Copy exactly, please, each line of the data below until the line that contains "full particle payloads." has been copied, beginning at the top.

[Data extracted from a collection]
# # #
//! Checkpoint writer.
//!
//! [`CheckpointWriter`] streams batches to any `Write` sink. Opening a
//! path with [`CheckpointWriter::append`] keeps earlier batches, so one
//! file accumulates the bank of every batch of a run.

use std::fs::{File, OpenOptions};
use std::io::{BufWriter, Write};
use std::path::Path;

use ember_core::record::particle;

use crate::codec::encode_batch;
use crate::error::CheckpointError;

/// Writes checkpoint batches to a byte stream.
///
/// # Examples
///
/// ```
/// use ember_checkpoint::{CheckpointReader, CheckpointWriter};
///
/// let mut buf = Vec::new();
/// let mut writer = CheckpointWriter::with_payload_len(&mut buf, 2);
/// writer.write_batch(0, &[1.0, 2.0, 3.0, 4.0]).unwrap();
/// writer.write_batch(1, &[]).unwrap();
/// assert_eq!(writer.batches_written(), 2);
/// drop(writer);
///
/// let mut reader = CheckpointReader::with_payload_len(buf.as_slice(), 2);
/// let first = reader.next_batch().unwrap().unwrap();
/// assert_eq!(first.count(2), 2);
/// assert_eq!(reader.next_batch().unwrap().unwrap().batch, 1);
/// assert!(reader.next_batch().unwrap().is_none());
/// ```
pub struct CheckpointWriter<W: Write> {
    writer: W,
    payload_len: usize,
    batches_written: u64,
    particles_written: u64,
}

impl CheckpointWriter<BufWriter<File>> {
    /// Open `path` for appending, creating it if missing.
    pub fn append(path: impl AsRef<Path>) -> Result<Self, CheckpointError> {
        let path = path.as_ref();
        let file = OpenOptions::new().create(true).append(true).open(path)?;
        tracing::debug!(path = %path.display(), "checkpoint opened for append");
        Ok(Self::new(BufWriter::new(file)))
    }
}

impl<W: Write> CheckpointWriter<W> {
    /// Wrap a sink, writing full particle payloads.
    pub fn new(writer: W) -> Self {
        Self::with_payload_len(writer, particle::PAYLOAD_LEN)
    }

    /// Wrap a sink with a custom payload width.
    pub fn with_payload_len(writer: W, payload_len: usize) -> Self {
        Self {
            writer,
            payload_len,
            batches_written: 0,
            particles_written: 0,
        }
    }

    /// Append one batch. `payloads` holds whole particles back to back.
    pub fn write_batch(&mut self, batch: i64, payloads: &[f64]) -> Result<(), CheckpointError> {
        encode_batch(&mut self.writer, batch, payloads, self.payload_len)?;
        let count = (payloads.len() / self.payload_len) as u64;
        self.batches_written += 1;
        self.particles_written += count;
        tracing::trace!(batch, count, "checkpoint batch written");
        Ok(())
    }

    /// Flush the underlying writer.
    pub fn flush(&mut self) -> Result<(), CheckpointError> {
        self.writer.flush()?;
        Ok(())
    }

    /// Values per particle.
    pub fn payload_len(&self) -> usize {
        self.payload_len
    }

    /// Number of batches written so far.
    pub fn batches_written(&self) -> u64 {
        self.batches_written
    }

    /// Number of particles written so far.
    pub fn particles_written(&self) -> u64 {
        self.particles_written
    }

    /// Consume the writer and return the underlying `Write` sink.
    pub fn into_inner(self) -> W {
        self.writer
    }
}
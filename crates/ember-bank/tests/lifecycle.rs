//! A particle's life across stacks, queues and the rebalancer.

use ember_arena::{Arena, ArenaConfig};
use ember_bank::{rebalance, FifoKind, ParticleStacks, RefillPolicy, WorkerFifos};
use ember_core::record::particle;
use ember_core::{Species, WorkerId};

struct Rank {
    arena: Arena,
    stacks: ParticleStacks,
    queues: WorkerFifos,
}

fn rank(workers: usize, per_worker: usize) -> Rank {
    let mut arena = Arena::new(&ArenaConfig::default()).unwrap();
    let (stacks, queues) = {
        let mut w = arena.growth_window();
        let stacks = ParticleStacks::new(&mut w, workers, per_worker, RefillPolicy::default());
        for species in Species::ALL {
            stacks
                .bulk_allocate(&mut w, species, workers * per_worker)
                .unwrap();
        }
        let queues = WorkerFifos::new(&mut w, FifoKind::Queue, workers);
        (stacks, queues)
    };
    Rank {
        arena,
        stacks,
        queues,
    }
}

#[test]
fn rebalanced_queues_track_to_completion() {
    let r = rank(4, 32);
    let sizes = [10usize, 2, 7, 5];
    for (w, &n) in sizes.iter().enumerate() {
        for h in 0..n {
            let p = r
                .stacks
                .take(&r.arena, Species::Neutron, WorkerId(w as u32))
                .unwrap();
            r.arena.put(p + particle::HISTORY, (w * 100 + h) as f64);
            r.queues.push(&r.arena, WorkerId(w as u32), p);
        }
    }

    let report = rebalance(&mut r.queues.balancer(&r.arena));
    assert!(report.transfers > 0);
    for w in 0..4 {
        let len = r.queues.len(WorkerId(w));
        assert!(len == 6 || len == 7, "worker {w} holds {len}");
    }
    assert_eq!(r.queues.total_len(), 24);

    // Every history is still present exactly once.
    let mut histories: Vec<u64> = (0..4)
        .flat_map(|w| r.queues.items(&r.arena, WorkerId(w)))
        .map(|p| r.arena.get(p + particle::HISTORY) as u64)
        .collect();
    histories.sort_unstable();
    histories.dedup();
    assert_eq!(histories.len(), 24);

    // Workers drain their queues concurrently and recycle the records.
    std::thread::scope(|s| {
        for w in 0..4u32 {
            let r = &r;
            s.spawn(move || {
                while let Some(p) = r.queues.pop(&r.arena, WorkerId(w)) {
                    r.stacks.give(&r.arena, p, WorkerId(w));
                }
            });
        }
    });
    assert_eq!(r.queues.total_len(), 0);
    assert_eq!(r.stacks.outstanding(Species::Neutron), 0);
    assert_eq!(r.stacks.free_count(&r.arena, Species::Neutron), 4 * 32);
}

#[test]
fn stacks_recover_after_refill() {
    let mut r = rank(2, 5);
    let mut held = Vec::new();
    while let Ok(p) = r.stacks.take(&r.arena, Species::Photon, WorkerId(0)) {
        held.push(p);
    }
    assert_eq!(held.len(), 5);
    for _ in 0..4 {
        held.push(r.stacks.take(&r.arena, Species::Photon, WorkerId(1)).unwrap());
    }
    // Summed low-water mark is 1, under 20% of 10.
    let added = r
        .stacks
        .refill_if_low(&mut r.arena.growth_window(), Species::Photon)
        .unwrap();
    assert_eq!(added, 2);
    assert!(r.stacks.take(&r.arena, Species::Photon, WorkerId(0)).is_ok());
}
# # #
* **Answer below**
//! Checkpoint writer.
//!
//! [`CheckpointWriter`] streams batches to any `Write` sink. Opening a
//! path with [`CheckpointWriter::append`] keeps earlier batches, so one
//! file accumulates the bank of every batch of a run.

use std::fs::{File, OpenOptions};
use std::io::{BufWriter, Write};
use std::path::Path;

use ember_core::record::particle;

use crate::codec::encode_batch;
use crate::error::CheckpointError;

/// Writes checkpoint batches to a byte stream.
///
/// # Examples
///
/// ```
/// use ember_checkpoint::{CheckpointReader, CheckpointWriter};
///
/// let mut buf = Vec::new();
/// let mut writer = CheckpointWriter::with_payload_len(&mut buf, 2);
/// writer.write_batch(0, &[1.0, 2.0, 3.0, 4.0]).unwrap();
/// writer.write_batch(1, &[]).unwrap();
/// assert_eq!(writer.batches_written(), 2);
/// drop(writer);
///
/// let mut reader = CheckpointReader::with_payload_len(buf.as_slice(), 2);
/// let first = reader.next_batch().unwrap().unwrap();
/// assert_eq!(first.count(2), 2);
/// assert_eq!(reader.next_batch().unwrap().unwrap().batch, 1);
/// assert!(reader.next_batch().unwrap().is_none());
/// ```
pub struct CheckpointWriter<W: Write> {
    writer: W,
    payload_len: usize,
    batches_written: u64,
    particles_written: u64,
}

impl CheckpointWriter<BufWriter<File>> {
    /// Open `path` for appending, creating it if missing.
    pub fn append(path: impl AsRef<Path>) -> Result<Self, CheckpointError> {
        let path = path.as_ref();
        let file = OpenOptions::new().create(true).append(true).open(path)?;
        tracing::debug!(path = %path.display(), "checkpoint opened for append");
        Ok(Self::new(BufWriter::new(file)))
    }
}

impl<W: Write> CheckpointWriter<W> {
    /// Wrap a sink, writing full particle payloads.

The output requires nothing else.